*WORK INSTRUCTIONS:*
For the records below, print the lines from the line with "assert!((hit.point.y - 0.1).abs()" through the line with "0.0), half, Quat::IDENTITY).is_empty());" exactly as written; include both end lines and exclude the rest.

*PROVIDED RECORDS:*
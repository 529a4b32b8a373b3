//! In-memory collision scene.
//!
//! Stands in for the engine's physics world when the core runs headless:
//! - every map piece and placed building is a rapier cuboid collider in a
//!   standalone `ColliderSet`, rotated about Y
//! - raycasts and box overlaps go through a `QueryPipeline` that is rebuilt
//!   after every change to the set
//! - collider user data packs the tag index and the owning placement

use bevy::math::{Quat, Vec3};
use bevy::prelude::Transform;
use bevy_rapier3d::rapier::prelude::{
    Collider, ColliderBuilder, ColliderHandle, ColliderSet, Cuboid, IslandManager, Isometry,
    QueryFilter, QueryPipeline, Ray, Real, RigidBodySet, SharedShape,
};
use bevy_rapier3d::utils::iso_to_transform;
use std::collections::BTreeMap;
use tracing::debug;

use crate::constants::BUILDING_TAG;
use crate::layout::{Placement, PlacementId, SceneHost};
use crate::level::{AreaBounds, MapDefinition};
use crate::probe::{PhysicsWorld, RayHit};

/// Overlap queries shrink by this much so touching faces do not count
const OVERLAP_EPSILON: f32 = 1e-4;

/// Low 64 bits: tag index. High 64 bits: placement id + 1, 0 for terrain.
fn pack_user_data(tag: usize, placement: Option<PlacementId>) -> u128 {
    let owner = placement.map_or(0, |id| u128::from(id.0) + 1);
    (owner << 64) | tag as u128
}

fn unpack_user_data(data: u128) -> (usize, Option<PlacementId>) {
    let tag = (data & u128::from(u64::MAX)) as usize;
    let owner = data >> 64;
    (tag, (owner > 0).then(|| PlacementId((owner - 1) as u64)))
}

fn isometry(center: Vec3, rotation: Quat) -> Isometry<Real> {
    Isometry::from_parts(center.into(), rotation.into())
}

fn cuboid_collider(center: Vec3, half_extents: Vec3, rotation: Quat, user_data: u128) -> Collider {
    ColliderBuilder::cuboid(half_extents.x, half_extents.y, half_extents.z)
        .position(isometry(center, rotation))
        .user_data(user_data)
        .build()
}

/// Collision world of tagged boxes plus the buildings placed on it
#[derive(Clone, Default)]
pub struct ColliderScene {
    colliders: ColliderSet,
    // no rigid bodies: every collider is free-standing
    bodies: RigidBodySet,
    islands: IslandManager,
    query: QueryPipeline,
    tags: Vec<String>,
    buildings: BTreeMap<PlacementId, (Placement, ColliderHandle)>,
    map_name: Option<String>,
}

impl ColliderScene {
    pub fn new() -> Self {
        Self::default()
    }

    /// Add a non-building collider (terrain, props, test fixtures)
    pub fn add_static(&mut self, tag: &str, center: Vec3, size: Vec3, yaw_degrees: f32) {
        let tag = self.tag_index(tag);
        let rotation = Quat::from_rotation_y(yaw_degrees.to_radians());
        self.insert(cuboid_collider(center, size / 2.0, rotation, pack_user_data(tag, None)));
    }

    pub fn collider_count(&self) -> usize {
        self.colliders.len()
    }

    pub fn buildings(&self) -> impl Iterator<Item = &Placement> {
        self.buildings.values().map(|(placement, _)| placement)
    }

    pub fn building(&self, id: PlacementId) -> Option<&Placement> {
        self.buildings.get(&id).map(|(placement, _)| placement)
    }

    pub fn building_count(&self) -> usize {
        self.buildings.len()
    }

    /// Shape and world transform of a building's collider, for mirroring
    /// into an engine world
    pub fn building_shape(&self, id: PlacementId) -> Option<(SharedShape, Transform)> {
        let (_, handle) = self.buildings.get(&id)?;
        let collider = self.colliders.get(*handle)?;
        Some((collider.shared_shape().clone(), iso_to_transform(collider.position())))
    }

    pub fn map_name(&self) -> Option<&str> {
        self.map_name.as_deref()
    }

    fn tag_index(&mut self, tag: &str) -> usize {
        match self.tags.iter().position(|t| t == tag) {
            Some(index) => index,
            None => {
                self.tags.push(tag.to_string());
                self.tags.len() - 1
            }
        }
    }

    fn insert(&mut self, collider: Collider) -> ColliderHandle {
        let handle = self.colliders.insert(collider);
        self.query.update(&self.colliders);
        handle
    }

    fn remove(&mut self, handle: ColliderHandle) {
        self.colliders
            .remove(handle, &mut self.islands, &mut self.bodies, false);
        self.query.update(&self.colliders);
    }

    /// Tag and owning placement stored on a collider
    fn describe(&self, handle: ColliderHandle) -> Option<(String, Option<PlacementId>)> {
        let collider = self.colliders.get(handle)?;
        let (tag, placement) = unpack_user_data(collider.user_data);
        Some((self.tags.get(tag)?.clone(), placement))
    }
}

impl PhysicsWorld for ColliderScene {
    fn raycast(&self, origin: Vec3, direction: Vec3) -> Option<RayHit> {
        let direction = direction.normalize_or_zero();
        if direction == Vec3::ZERO {
            return None;
        }

        let ray = Ray::new(origin.into(), direction.into());
        let (handle, hit) = self.query.cast_ray_and_get_normal(
            &self.bodies,
            &self.colliders,
            &ray,
            Real::MAX,
            true,
            QueryFilter::default(),
        )?;
        let (tag, placement) = self.describe(handle)?;
        Some(RayHit {
            point: origin + direction * hit.time_of_impact,
            distance: hit.time_of_impact,
            tag,
            placement,
        })
    }

    fn overlap_box(&self, center: Vec3, half_extents: Vec3, rotation: Quat) -> Vec<String> {
        let half = (half_extents - Vec3::splat(OVERLAP_EPSILON)).max(Vec3::ZERO);
        let shape = Cuboid::new(half.into());
        let mut tags = Vec::new();
        self.query.intersections_with_shape(
            &self.bodies,
            &self.colliders,
            &isometry(center, rotation),
            &shape,
            QueryFilter::default(),
            |handle| {
                if let Some((tag, _)) = self.describe(handle) {
                    tags.push(tag);
                }
                true
            },
        );
        tags
    }
}

impl SceneHost for ColliderScene {
    fn clear_level(&mut self) {
        if let Some(name) = self.map_name.take() {
            debug!("Clearing map {} ({} buildings)", name, self.buildings.len());
        }
        self.colliders = ColliderSet::new();
        self.islands = IslandManager::new();
        self.query.update(&self.colliders);
        self.buildings.clear();
    }

    fn spawn_map(&mut self, map: &MapDefinition) -> AreaBounds {
        for piece in &map.terrain {
            self.add_static(
                &piece.tag,
                Vec3::from_array(piece.center),
                Vec3::from_array(piece.size),
                piece.yaw_degrees,
            );
        }
        self.map_name = Some(map.name.clone());
        map.area
    }

    fn spawn_building(&mut self, placement: &Placement) {
        let footprint = placement.footprint;
        let center = placement.position + Vec3::Y * (footprint.height() / 2.0);
        let tag = self.tag_index(BUILDING_TAG);
        let handle = self.insert(cuboid_collider(
            center,
            footprint.half_extents(),
            placement.rotation.quat(),
            pack_user_data(tag, Some(placement.id)),
        ));
        if let Some((_, stale)) = self.buildings.insert(placement.id, (placement.clone(), handle)) {
            self.remove(stale);
        }
    }

    fn remove_building(&mut self, id: PlacementId) -> Option<Placement> {
        let (placement, handle) = self.buildings.remove(&id)?;
        self.remove(handle);
        Some(placement)
    }
}

#[cfg(test)]
mod tests {
    use super::*;
    use crate::footprint::{Footprint, Rotation};
    use crate::level::{BuildingType, LevelCatalog};

    fn placement(id: u64, position: Vec3, rotation: Rotation) -> Placement {
        Placement {
            id: PlacementId(id),
            archetype: "house_small".into(),
            building_type: BuildingType::House,
            position,
            rotation,
            footprint: Footprint::new(2.0, 2.0, 2.0),
        }
    }

    #[test]
    fn test_user_data_packs_tag_and_owner() {
        assert_eq!(unpack_user_data(pack_user_data(3, None)), (3, None));
        let packed = pack_user_data(1, Some(PlacementId(0)));
        assert_eq!(unpack_user_data(packed), (1, Some(PlacementId(0))));
        let packed = pack_user_data(7, Some(PlacementId(u64::MAX - 1)));
        assert_eq!(unpack_user_data(packed), (7, Some(PlacementId(u64::MAX - 1))));
    }

    #[test]
    fn test_raycast_misses_and_ignores_behind() {
        let mut scene = ColliderScene::new();
        scene.add_static("Buildable", Vec3::new(0.0, -0.5, 0.0), Vec3::new(2.0, 1.0, 2.0), 0.0);
        assert!(scene.raycast(Vec3::new(3.0, 10.0, 0.0), Vec3::NEG_Y).is_none());
        assert!(scene.raycast(Vec3::new(0.0, -5.0, 0.0), Vec3::NEG_Y).is_none());
        assert!(scene.raycast(Vec3::new(0.0, 10.0, 0.0), Vec3::ZERO).is_none());
        let hit = scene.raycast(Vec3::new(0.5, 10.0, 0.5), Vec3::NEG_Y).unwrap();
        assert!((hit.distance - 10.0).abs() < 1e-4);
    }

    #[test]
    fn test_raycast_returns_nearest() {
        let mut scene = ColliderScene::new();
        scene.add_static("Buildable", Vec3::new(0.0, -0.5, 0.0), Vec3::new(10.0, 1.0, 10.0), 0.0);
        scene.add_static("Road", Vec3::new(0.0, 0.05, 0.0), Vec3::new(10.0, 0.1, 2.0), 0.0);

        let hit = scene.raycast(Vec3::new(0.0, 25.0, 0.0), Vec3::NEG_Y).unwrap();
        assert_eq!(hit.tag, "Road");
        assert!((hit.point.y - 0.1).abs() < 1e-5);

        let hit = scene.raycast(Vec3::new(0.0, 25.0, 3.0), Vec3::NEG_Y).unwrap();
        assert_eq!(hit.tag, "Buildable");
        assert!(hit.point.y.abs() < 1e-5);
    }

    #[test]
    fn test_raycast_rotated_box() {
        let mut scene = ColliderScene::new();
        // 4 x 1 strip rotated 90 degrees now spans z in [-2, 2]
        scene.add_static("Water", Vec3::ZERO, Vec3::new(4.0, 1.0, 1.0), 90.0);
        assert!(scene.raycast(Vec3::new(0.0, 5.0, 1.8), Vec3::NEG_Y).is_some());
        assert!(scene.raycast(Vec3::new(1.8, 5.0, 0.0), Vec3::NEG_Y).is_none());
    }

    #[test]
    fn test_overlap_ignores_touching_faces() {
        let mut scene = ColliderScene::new();
        scene.add_static("Building", Vec3::new(2.0, 1.0, 0.0), Vec3::new(2.0, 2.0, 2.0), 0.0);
        let touching = scene.overlap_box(Vec3::new(0.0, 1.0, 0.0), Vec3::ONE, Quat::IDENTITY);
        assert!(touching.is_empty());
        let overlapping = scene.overlap_box(Vec3::new(0.5, 1.0, 0.0), Vec3::ONE, Quat::IDENTITY);
        assert_eq!(overlapping, vec!["Building".to_string()]);
    }

    #[test]
    fn test_overlap_respects_rotation() {
        let mut scene = ColliderScene::new();
        scene.add_static("Building", Vec3::new(0.0, 1.0, 2.3), Vec3::new(1.0, 2.0, 1.0), 0.0);
        // 4 wide, 1 deep query: unrotated it stays clear of z = 2.3
        let half = Vec3::new(2.0, 1.0, 0.5);
        assert!(scene.overlap_box(Vec3::new(0.0, 1.0, 0.0), half, Quat::IDENTITY).is_empty());
        let rotated = Quat::from_rotation_y(90f32.to_radians());
        assert_eq!(scene.overlap_box(Vec3::new(0.0, 1.0, 0.0), half, rotated).len(), 1);
    }

    #[test]
    fn test_spawn_and_remove_building() {
        let mut scene = ColliderScene::new();
        let map = LevelCatalog::sample().maps[0].clone();
        let area = scene.spawn_map(&map);
        assert_eq!(area, map.area);
        assert_eq!(scene.map_name(), Some("riverside"));

        scene.spawn_building(&placement(1, Vec3::new(4.0, 0.0, 4.0), Rotation::Deg90));
        let hit = scene.raycast(Vec3::new(4.0, 25.0, 4.0), Vec3::NEG_Y).unwrap();
        assert_eq!(hit.tag, "Building");
        assert_eq!(hit.placement, Some(PlacementId(1)));
        assert!((hit.point.y - 2.0).abs() < 1e-5);

        let removed = scene.remove_building(PlacementId(1)).unwrap();
        assert_eq!(removed.id, PlacementId(1));
        assert_eq!(scene.building_count(), 0);
        let hit = scene.raycast(Vec3::new(4.0, 25.0, 4.0), Vec3::NEG_Y).unwrap();
        assert_eq!(hit.tag, "Buildable");
    }

    #[test]
    fn test_clear_level() {
        let mut scene = ColliderScene::new();
        scene.spawn_map(&LevelCatalog::sample().maps[0]);
        scene.spawn_building(&placement(1, Vec3::new(4.0, 0.0, 4.0), Rotation::Deg0));
        scene.clear_level();
        assert_eq!(scene.collider_count(), 0);
        assert!(scene.raycast(Vec3::new(4.0, 25.0, 4.0), Vec3::NEG_Y).is_none());
        assert_eq!(scene.building_count(), 0);
        assert!(scene.map_name().is_none());
    }

    #[test]
    fn test_building_shape_matches_placement() {
        let mut scene = ColliderScene::new();
        scene.spawn_building(&placement(5, Vec3::new(1.0, 0.0, -2.0), Rotation::Deg90));
        let (shape, transform) = scene.building_shape(PlacementId(5)).unwrap();
        let half = shape.as_cuboid().unwrap().half_extents;
        assert!((half.x - 1.0).abs() < 1e-6 && (half.y - 1.0).abs() < 1e-6);
        assert!((transform.translation - Vec3::new(1.0, 1.0, -2.0)).length() < 1e-5);
        assert!(transform.rotation.angle_between(Rotation::Deg90.quat()) < 1e-4);
        assert!(scene.building_shape(PlacementId(6)).is_none());
    }

    #[test]
    fn test_respawn_replaces_collider() {
        let mut scene = ColliderScene::new();
        scene.spawn_building(&placement(1, Vec3::ZERO, Rotation::Deg0));
        scene.spawn_building(&placement(1, Vec3::new(6.0, 0.0, 0.0), Rotation::Deg0));
        assert_eq!(scene.collider_count(), 1);
        assert!(scene.raycast(Vec3::new(0.0, 25.0, 0.0), Vec3::NEG_Y).is_none());
        assert!(scene.raycast(Vec3::new(6.0, 25.0, 0.0), Vec3::NEG_Y).is_some());
    }
}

*RESPONSE TO THE TASK:*
        assert!((hit.point.y - 0.1).abs() < 1e-5);

        let hit = scene.raycast(Vec3::new(0.0, 25.0, 3.0), Vec3::NEG_Y).unwrap();
        assert_eq!(hit.tag, "Buildable");
        assert!(hit.point.y.abs() < 1e-5);
    }

    #[test]
    fn test_raycast_rotated_box() {
        let mut scene = ColliderScene::new();
        // 4 x 1 strip rotated 90 degrees now spans z in [-2, 2]
        scene.add_static("Water", Vec3::ZERO, Vec3::new(4.0, 1.0, 1.0), 90.0);
        assert!(scene.raycast(Vec3::new(0.0, 5.0, 1.8), Vec3::NEG_Y).is_some());
        assert!(scene.raycast(Vec3::new(1.8, 5.0, 0.0), Vec3::NEG_Y).is_none());
    }

    #[test]
    fn test_overlap_ignores_touching_faces() {
        let mut scene = ColliderScene::new();
        scene.add_static("Building", Vec3::new(2.0, 1.0, 0.0), Vec3::new(2.0, 2.0, 2.0), 0.0);
        let touching = scene.overlap_box(Vec3::new(0.0, 1.0, 0.0), Vec3::ONE, Quat::IDENTITY);
        assert!(touching.is_empty());
        let overlapping = scene.overlap_box(Vec3::new(0.5, 1.0, 0.0), Vec3::ONE, Quat::IDENTITY);
        assert_eq!(overlapping, vec!["Building".to_string()]);
    }

    #[test]
    fn test_overlap_respects_rotation() {
        let mut scene = ColliderScene::new();
        scene.add_static("Building", Vec3::new(0.0, 1.0, 2.3), Vec3::new(1.0, 2.0, 1.0), 0.0);
        // 4 wide, 1 deep query: unrotated it stays clear of z = 2.3
        let half = Vec3::new(2.0, 1.0, 0.5);
        assert!(scene.overlap_box(Vec3::new(0.0, 1.0, 0.0), half, Quat::IDENTITY).is_empty());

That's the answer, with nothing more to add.